Should the trial transcript be included in the record on appeal?

If only portions of the transcript are relevant to the appeal, those portions may be included in the record on appeal. If a verbatim transcript of the entire proceeding is needed, it should be filed separately, with relevant portions attached as appendixes to the briefs.

For federal appeals, the transcript is included in the record on appeal.

What do I do if I forgot to include something in the record on appeal?

A party may file a motion to amend the record on appeal and courts of appeal generally allow them. Care should be taken, though, to avoid mistakes, since the failure to include documents or filings will not be viewed favorably by the appellate courts.

Do all cases have oral arguments?

No. Appellate courts have the discretion to decide whether oral argument will be of assistance to the court. If, for example, the issues raised on appeal are frivolous, involve well-settled legal principles, or do not advocate for a change in the current status of the law, the appeals court may dispense with oral arguments and decide the case on the basis of the briefs.
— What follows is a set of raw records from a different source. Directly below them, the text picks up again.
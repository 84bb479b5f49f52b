use async_trait::async_trait;
use derma_core::error::StorageError;
use serde::de::DeserializeOwned;
use serde::Serialize;
use std::collections::HashMap;
use tokio::sync::Mutex;

#[derive(Debug, Clone, PartialEq, Eq)]
pub enum WriteOp {
    Set { key: String, value: String },
    Remove { key: String },
}

impl WriteOp {
    pub fn set(key: impl Into<String>, value: impl Into<String>) -> Self {
        Self::Set {
            key: key.into(),
            value: value.into(),
        }
    }

    pub fn remove(key: impl Into<String>) -> Self {
        Self::Remove { key: key.into() }
    }

    /// Serializes `value` to JSON and wraps it in a `Set`.
    pub fn set_json<T: Serialize + ?Sized>(
        key: impl Into<String>,
        value: &T,
    ) -> Result<Self, StorageError> {
        let json =
            serde_json::to_string(value).map_err(|e| StorageError::Serialization(e.to_string()))?;
        Ok(Self::set(key, json))
    }
}

/// Durable string key-value storage, the equivalent of browser local storage.
///
/// `write_batch` must apply all of its operations or none of them.
#[async_trait]
pub trait KeyValueStore: Send + Sync {
    async fn get(&self, key: &str) -> Result<Option<String>, StorageError>;

    async fn write_batch(&self, ops: Vec<WriteOp>) -> Result<(), StorageError>;

    async fn set(&self, key: &str, value: &str) -> Result<(), StorageError> {
        self.write_batch(vec![WriteOp::set(key, value)]).await
    }

    async fn remove(&self, key: &str) -> Result<(), StorageError> {
        self.write_batch(vec![WriteOp::remove(key)]).await
    }
}

/// Reads `key` as JSON. Missing keys give `None`; unparseable values are
/// logged, deleted and also give `None`.
pub(crate) async fn read_json<T: DeserializeOwned>(
    store: &dyn KeyValueStore,
    key: &str,
) -> Result<Option<T>, StorageError> {
    let Some(raw) = store.get(key).await? else {
        return Ok(None);
    };
    match serde_json::from_str(&raw) {
        Ok(value) => Ok(Some(value)),
        Err(e) => {
            tracing::warn!(key, error = %e, "discarding malformed stored value");
            store.remove(key).await?;
            Ok(None)
        }
    }
}

/// In-process store. Nothing survives the process.
#[derive(Debug, Default)]
pub struct MemoryStore {
    entries: Mutex<HashMap<String, String>>,
}

impl MemoryStore {
    pub fn new() -> Self {
        Self::default()
    }

    pub async fn is_empty(&self) -> bool {
        self.entries.lock().await.is_empty()
    }
}

#[async_trait]
impl KeyValueStore for MemoryStore {
    async fn get(&self, key: &str) -> Result<Option<String>, StorageError> {
        Ok(self.entries.lock().await.get(key).cloned())
    }

    async fn write_batch(&self, ops: Vec<WriteOp>) -> Result<(), StorageError> {
        let mut entries = self.entries.lock().await;
        for op in ops {
            match op {
                WriteOp::Set { key, value } => {
                    entries.insert(key, value);
                }
                WriteOp::Remove { key } => {
                    entries.remove(&key);
                }
            }
        }
        Ok(())
    }
}
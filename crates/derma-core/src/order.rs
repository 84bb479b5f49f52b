use serde::{Deserialize, Serialize};
use std::fmt;
use std::str::FromStr;

use crate::cart::{cart_total, CartItem};
use crate::error::ValidationError;
use crate::user::User;

#[derive(Debug, Clone, Copy, Default, PartialEq, Eq, Serialize, Deserialize)]
#[serde(rename_all = "snake_case")]
pub enum PaymentMethod {
    /// Cash on delivery
    #[default]
    Cod,
    Transfer,
}

impl PaymentMethod {
    pub fn label(self) -> &'static str {
        match self {
            Self::Cod => "COD (Cash on Delivery)",
            Self::Transfer => "Bank transfer",
        }
    }
}

impl FromStr for PaymentMethod {
    type Err = ValidationError;

    fn from_str(s: &str) -> Result<Self, Self::Err> {
        match s.trim().to_ascii_lowercase().as_str() {
            "cod" => Ok(Self::Cod),
            "transfer" | "bank" | "bank_transfer" => Ok(Self::Transfer),
            other => Err(ValidationError::PaymentMethod(other.to_string())),
        }
    }
}

/// Backend-owned order lifecycle. Statuses this client does not know are kept verbatim.
#[derive(Debug, Clone, PartialEq, Eq, Serialize, Deserialize)]
#[serde(from = "String", into = "String")]
pub enum OrderStatus {
    Pending,
    Confirmed,
    Processing,
    Shipping,
    Delivered,
    Cancelled,
    Other(String),
}

impl OrderStatus {
    pub fn label(&self) -> &str {
        match self {
            Self::Pending => "Awaiting confirmation",
            Self::Confirmed => "Confirmed",
            Self::Processing => "Processing",
            Self::Shipping => "Shipping",
            Self::Delivered => "Delivered",
            Self::Cancelled => "Cancelled",
            Self::Other(s) => s,
        }
    }
}

impl From<String> for OrderStatus {
    fn from(s: String) -> Self {
        match s.as_str() {
            "pending" => Self::Pending,
            "confirmed" => Self::Confirmed,
            "processing" => Self::Processing,
            "shipping" => Self::Shipping,
            "delivered" => Self::Delivered,
            "cancelled" => Self::Cancelled,
            _ => Self::Other(s),
        }
    }
}

impl From<OrderStatus> for String {
    fn from(status: OrderStatus) -> Self {
        status.to_string()
    }
}

impl fmt::Display for OrderStatus {
    fn fmt(&self, f: &mut fmt::Formatter<'_>) -> fmt::Result {
        let s = match self {
            Self::Pending => "pending",
            Self::Confirmed => "confirmed",
            Self::Processing => "processing",
            Self::Shipping => "shipping",
            Self::Delivered => "delivered",
            Self::Cancelled => "cancelled",
            Self::Other(s) => s,
        };
        f.write_str(s)
    }
}

#[derive(Debug, Clone, PartialEq, Eq, Serialize, Deserialize)]
pub struct OrderItem {
    #[serde(deserialize_with = "crate::product::string_or_number")]
    pub product_id: String,
    pub product_name: String,
    #[serde(default)]
    pub product_brand: String,
    pub price: u64,
    pub quantity: u32,
}

impl From<&CartItem> for OrderItem {
    fn from(item: &CartItem) -> Self {
        Self {
            product_id: item.id.clone(),
            product_name: item.name.clone(),
            product_brand: item.brand.clone(),
            price: item.price,
            quantity: item.quantity,
        }
    }
}

#[derive(Debug, Clone, Default, PartialEq, Eq, Serialize, Deserialize)]
pub struct ShippingAddress {
    pub full_name: String,
    pub phone: String,
    pub address: String,
    pub city: String,
    pub province: String,
    #[serde(default)]
    pub postal_code: String,
}

/// Checkout form as entered by the user.
#[derive(Debug, Clone, Default, PartialEq, Eq)]
pub struct CheckoutForm {
    pub shipping: ShippingAddress,
    pub payment_method: PaymentMethod,
}

/// Body of `POST /orders`.
#[derive(Debug, Clone, PartialEq, Eq, Serialize)]
pub struct NewOrder {
    pub user_id: i64,
    pub user_name: String,
    pub user_email: String,
    pub items: Vec<OrderItem>,
    pub shipping_address: ShippingAddress,
    pub payment_method: PaymentMethod,
    pub total_amount: u64,
    pub status: OrderStatus,
}

impl NewOrder {
    pub fn from_cart(user: &User, cart: &[CartItem], form: &CheckoutForm) -> Self {
        Self {
            user_id: user.id,
            user_name: user.display_name().to_string(),
            user_email: user.email.clone(),
            items: cart.iter().map(OrderItem::from).collect(),
            shipping_address: form.shipping.clone(),
            payment_method: form.payment_method,
            total_amount: cart_total(cart),
            status: OrderStatus::Pending,
        }
    }
}

#[derive(Debug, Clone, PartialEq, Eq, Serialize, Deserialize)]
pub struct Order {
    pub id: String,
    pub user_id: i64,
    #[serde(default)]
    pub user_name: String,
    #[serde(default)]
    pub user_email: String,
    pub items: Vec<OrderItem>,
    pub shipping_address: ShippingAddress,
    pub payment_method: PaymentMethod,
    pub total_amount: u64,
    pub status: OrderStatus,
    pub created_at: String,
    #[serde(default)]
    pub updated_at: String,
}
How long do the judges have to make a decision?

Appeals are typically lengthy endeavors and the appellate courts may take as much time as necessary to file an opinion. From the time the Notice of Appeal is filed, it may be a year or longer until the case is decided. The North Carolina Court of Appeals, North Carolina Supreme Court, and the Fourth Circuit Court of Appeals, as a general rule, render a decision within three to six months after oral argument.